• **Action item**: Could you please repeat all of the entries exactly as written?

• **Data**:
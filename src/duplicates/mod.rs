//! Duplicate detection.
//!
//! This module provides:
//! - Incremental size grouping ([`SizeGrouper`])
//! - Digest partitioning and duplicate sets ([`DuplicateSet`])
//! - Run orchestration ([`DuplicateFinder`])
//! - Duplicate directory detection ([`TreeMerger`])

pub mod finder;
pub mod groups;
pub mod treemerge;

pub use finder::{
    DuplicateFinder, FinderConfig, FinderError, HashPolicy, RunState, RunSummary,
};
pub use groups::{
    group_by_size, partition_by_digest, Admission, DuplicateSet, GroupingStats, OriginalPolicy,
    SizeGroup, SizeGrouper,
};
pub use treemerge::{DirectoryGroup, TreeMerger};
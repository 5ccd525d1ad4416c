//! Duplicate directory detection.
//!
//! A directory is *complete* when every file the run considered below it
//! is a member of some duplicate set. Complete directories whose multisets
//! of content digests are equal hold the same data and are reported
//! together as a [`DirectoryGroup`].
//!
//! Counting works bottom-up. Every walked file increments the recursive
//! count of each ancestor directory up to its root. Every duplicate file
//! hands its digest to its parent directory. Directories are then visited
//! deepest first; a complete directory passes its digests to its parent,
//! which becomes complete once it has collected as many digests as its
//! recursive count. Nothing is passed above a root.
//!
//! When several levels match, only the shallowest directories are
//! reported and their descendants are suppressed.

use std::collections::{HashMap, HashSet};
use std::path::{Path, PathBuf};

use serde::Serialize;

use super::groups::DuplicateSet;
use crate::scanner::path_utils::owning_root;
use crate::scanner::Digest;

/// Directories with identical duplicate content.
#[derive(Debug, Clone, PartialEq, Eq, Serialize)]
pub struct DirectoryGroup {
    /// Distinct digests inside each directory
    pub digest_count: usize,
    /// Files inside each directory (recursive)
    pub file_count: usize,
    /// The equal directories, shallowest first
    pub directories: Vec<PathBuf>,
}

/// Accumulates walk counts and duplicate sets for one run.
#[derive(Debug, Default)]
pub struct TreeMerger {
    roots: Vec<PathBuf>,
    counts: HashMap<PathBuf, usize>,
    collected: HashMap<PathBuf, Vec<Digest>>,
}

impl TreeMerger {
    /// Create a merger bounded by `roots`.
    ///
    /// Files outside every root only count towards their own parent.
    #[must_use]
    pub fn new(roots: Vec<PathBuf>) -> Self {
        Self {
            roots,
            ..Self::default()
        }
    }

    /// Record a walked file.
    pub fn count_file(&mut self, path: &Path) {
        let root = owning_root(&self.roots, path).map(Path::to_path_buf);
        let mut dir = path.parent();
        while let Some(current) = dir {
            *self.counts.entry(current.to_path_buf()).or_insert(0) += 1;
            match &root {
                Some(root) if current != root.as_path() => dir = current.parent(),
                _ => break,
            }
        }
    }

    /// Record every member of a resolved duplicate set.
    pub fn add_set(&mut self, set: &DuplicateSet) {
        for member in &set.members {
            if let Some(parent) = member.path.parent() {
                self.collected
                    .entry(parent.to_path_buf())
                    .or_default()
                    .push(set.digest.clone());
            }
        }
    }

    fn is_root(&self, dir: &Path) -> bool {
        self.roots.iter().any(|r| r == dir)
    }

    /// Resolve complete directories and group the equal ones.
    #[must_use]
    pub fn finish(mut self) -> Vec<DirectoryGroup> {
        let mut dirs: Vec<PathBuf> = self.counts.keys().cloned().collect();
        dirs.sort_by(|a, b| {
            depth(b)
                .cmp(&depth(a))
                .then_with(|| a.cmp(b))
        });

        let mut complete: Vec<(PathBuf, Vec<Digest>)> = Vec::new();
        for dir in dirs {
            let expected = self.counts.get(&dir).copied().unwrap_or(0);
            let got = self.collected.get(&dir).map_or(0, Vec::len);
            if expected == 0 || got != expected {
                continue;
            }
            let digests = self.collected.remove(&dir).unwrap_or_default();
            if !self.is_root(&dir) {
                if let Some(parent) = dir.parent() {
                    if self.counts.contains_key(parent) {
                        self.collected
                            .entry(parent.to_path_buf())
                            .or_default()
                            .extend(digests.iter().cloned());
                    }
                }
            }
            complete.push((dir, digests));
        }
        log::debug!("Tree merge: {} complete directories", complete.len());

        // bucket by cheap fingerprint, then confirm on the sorted digest list
        let mut buckets: HashMap<(u64, usize), Vec<(Vec<Digest>, Vec<PathBuf>)>> = HashMap::new();
        for (dir, mut digests) in complete {
            let fingerprint = digests.iter().fold(0u64, |acc, d| acc ^ d.fold64());
            digests.sort();
            let classes = buckets.entry((fingerprint, digests.len())).or_default();
            match classes.iter_mut().find(|(known, _)| *known == digests) {
                Some((_, members)) => members.push(dir),
                None => classes.push((digests, vec![dir])),
            }
        }

        let mut classes: Vec<(Vec<Digest>, Vec<PathBuf>)> = buckets
            .into_values()
            .flatten()
            .filter(|(_, dirs)| dirs.len() > 1)
            .collect();
        for (_, dirs) in &mut classes {
            dirs.sort_by(|a, b| depth(a).cmp(&depth(b)).then_with(|| a.cmp(b)));
        }
        classes.sort_by(|a, b| {
            depth(&a.1[0])
                .cmp(&depth(&b.1[0]))
                .then_with(|| a.1[0].cmp(&b.1[0]))
        });

        let mut reported: HashSet<PathBuf> = HashSet::new();
        let mut groups = Vec::new();
        for (digests, dirs) in classes {
            let mut kept: Vec<PathBuf> = Vec::with_capacity(dirs.len());
            for dir in dirs {
                let covered = dir
                    .ancestors()
                    .skip(1)
                    .any(|a| reported.contains(a) || kept.iter().any(|k| k == a));
                if !covered {
                    kept.push(dir);
                }
            }
            if kept.len() < 2 {
                continue;
            }
            let distinct: HashSet<&Digest> = digests.iter().collect();
            reported.extend(kept.iter().cloned());
            groups.push(DirectoryGroup {
                digest_count: distinct.len(),
                file_count: digests.len(),
                directories: kept,
            });
        }

        log::info!("Tree merge: {} duplicate directory groups", groups.len());
        groups
    }
}

fn depth(path: &Path) -> usize {
    path.components().count()
}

• **Output for this task**:
filename src/duplicates/mod.rs
//! Duplicate detection.
//!
//! This module provides:
//! - Incremental size grouping ([`SizeGrouper`])
//! - Digest partitioning and duplicate sets ([`DuplicateSet`])
//! - Run orchestration ([`DuplicateFinder`])
//! - Duplicate directory detection ([`TreeMerger`])

pub mod finder;
pub mod groups;
pub mod treemerge;

pub use finder::{
    DuplicateFinder, FinderConfig, FinderError, HashPolicy, RunState, RunSummary,
};
pub use groups::{
    group_by_size, partition_by_digest, Admission, DuplicateSet, GroupingStats, OriginalPolicy,
    SizeGroup, SizeGrouper,
};
pub use treemerge::{DirectoryGroup, TreeMerger};
repository 5ccd525d1ad4416c
//! Duplicate directory detection.
//!
//! A directory is *complete* when every file the run considered below it
//! is a member of some duplicate set. Complete directories whose multisets
//! of content digests are equal hold the same data and are reported
//! together as a [`DirectoryGroup`].
//!
//! Counting works bottom-up. Every walked file increments the recursive
//! count of each ancestor directory up to its root. Every duplicate file
//! hands its digest to its parent directory. Directories are then visited
//! deepest first; a complete directory passes its digests to its parent,
//! which becomes complete once it has collected as many digests as its
//! recursive count. Nothing is passed above a root.
//!
//! When several levels match, only the shallowest directories are
//! reported and their descendants are suppressed.

use std::collections::{HashMap, HashSet};
use std::path::{Path, PathBuf};

use serde::Serialize;

use super::groups::DuplicateSet;
use crate::scanner::path_utils::owning_root;
use crate::scanner::Digest;

/// Directories with identical duplicate content.
#[derive(Debug, Clone, PartialEq, Eq, Serialize)]
pub struct DirectoryGroup {
    /// Distinct digests inside each directory
    pub digest_count: usize,
    /// Files inside each directory (recursive)
    pub file_count: usize,
    /// The equal directories, shallowest first
    pub directories: Vec<PathBuf>,
}

/// Accumulates walk counts and duplicate sets for one run.
#[derive(Debug, Default)]
pub struct TreeMerger {
    roots: Vec<PathBuf>,
    counts: HashMap<PathBuf, usize>,
    collected: HashMap<PathBuf, Vec<Digest>>,
}

impl TreeMerger {
    /// Create a merger bounded by `roots`.
    ///
    /// Files outside every root only count towards their own parent.
    #[must_use]
    pub fn new(roots: Vec<PathBuf>) -> Self {
        Self {
            roots,
            ..Self::default()
        }
    }

    /// Record a walked file.
    pub fn count_file(&mut self, path: &Path) {
        let root = owning_root(&self.roots, path).map(Path::to_path_buf);
        let mut dir = path.parent();
        while let Some(current) = dir {
            *self.counts.entry(current.to_path_buf()).or_insert(0) += 1;
            match &root {
                Some(root) if current != root.as_path() => dir = current.parent(),
                _ => break,
            }
        }
    }

    /// Record every member of a resolved duplicate set.
    pub fn add_set(&mut self, set: &DuplicateSet) {
        for member in &set.members {
            if let Some(parent) = member.path.parent() {
                self.collected
                    .entry(parent.to_path_buf())
                    .or_default()
                    .push(set.digest.clone());
            }
        }
    }

    fn is_root(&self, dir: &Path) -> bool {
        self.roots.iter().any(|r| r == dir)
    }

    /// Resolve complete directories and group the equal ones.
    #[must_use]
    pub fn finish(mut self) -> Vec<DirectoryGroup> {
        let mut dirs: Vec<PathBuf> = self.counts.keys().cloned().collect();
        dirs.sort_by(|a, b| {
            depth(b)
                .cmp(&depth(a))
                .then_with(|| a.cmp(b))
        });

        let mut complete: Vec<(PathBuf, Vec<Digest>)> = Vec::new();
        for dir in dirs {
            let expected = self.counts.get(&dir).copied().unwrap_or(0);
            let got = self.collected.get(&dir).map_or(0, Vec::len);
            if expected == 0 || got != expected {
                continue;
            }
            let digests = self.collected.remove(&dir).unwrap_or_default();
            if !self.is_root(&dir) {
                if let Some(parent) = dir.parent() {
                    if self.counts.contains_key(parent) {
                        self.collected
                            .entry(parent.to_path_buf())
                            .or_default()
                            .extend(digests.iter().cloned());
                    }
                }
            }
            complete.push((dir, digests));
        }
        log::debug!("Tree merge: {} complete directories", complete.len());

        // bucket by cheap fingerprint, then confirm on the sorted digest list
        let mut buckets: HashMap<(u64, usize), Vec<(Vec<Digest>, Vec<PathBuf>)>> = HashMap::new();
        for (dir, mut digests) in complete {
            let fingerprint = digests.iter().fold(0u64, |acc, d| acc ^ d.fold64());
            digests.sort();
            let classes = buckets.entry((fingerprint, digests.len())).or_default();
            match classes.iter_mut().find(|(known, _)| *known == digests) {
                Some((_, members)) => members.push(dir),
                None => classes.push((digests, vec![dir])),
            }
        }

        let mut classes: Vec<(Vec<Digest>, Vec<PathBuf>)> = buckets
            .into_values()
            .flatten()
            .filter(|(_, dirs)| dirs.len() > 1)
            .collect();
        for (_, dirs) in &mut classes {
            dirs.sort_by(|a, b| depth(a).cmp(&depth(b)).then_with(|| a.cmp(b)));
        }
        classes.sort_by(|a, b| {
            depth(&a.1[0])
                .cmp(&depth(&b.1[0]))
                .then_with(|| a.1[0].cmp(&b.1[0]))
        });

        let mut reported: HashSet<PathBuf> = HashSet::new();
        let mut groups = Vec::new();
        for (digests, dirs) in classes {
            let mut kept: Vec<PathBuf> = Vec::with_capacity(dirs.len());
            for dir in dirs {
                let covered = dir
                    .ancestors()
                    .skip(1)
                    .any(|a| reported.contains(a) || kept.iter().any(|k| k == a));
                if !covered {
                    kept.push(dir);
                }
            }
            if kept.len() < 2 {
                continue;
            }
            let distinct: HashSet<&Digest> = digests.iter().collect();
            reported.extend(kept.iter().cloned());
            groups.push(DirectoryGroup {
                digest_count: distinct.len(),
                file_count: digests.len(),
                directories: kept,
            });
        }

        log::info!("Tree merge: {} duplicate directory groups", groups.len());
        groups
    }
}

fn depth(path: &Path) -> usize {
    path.components().count()
}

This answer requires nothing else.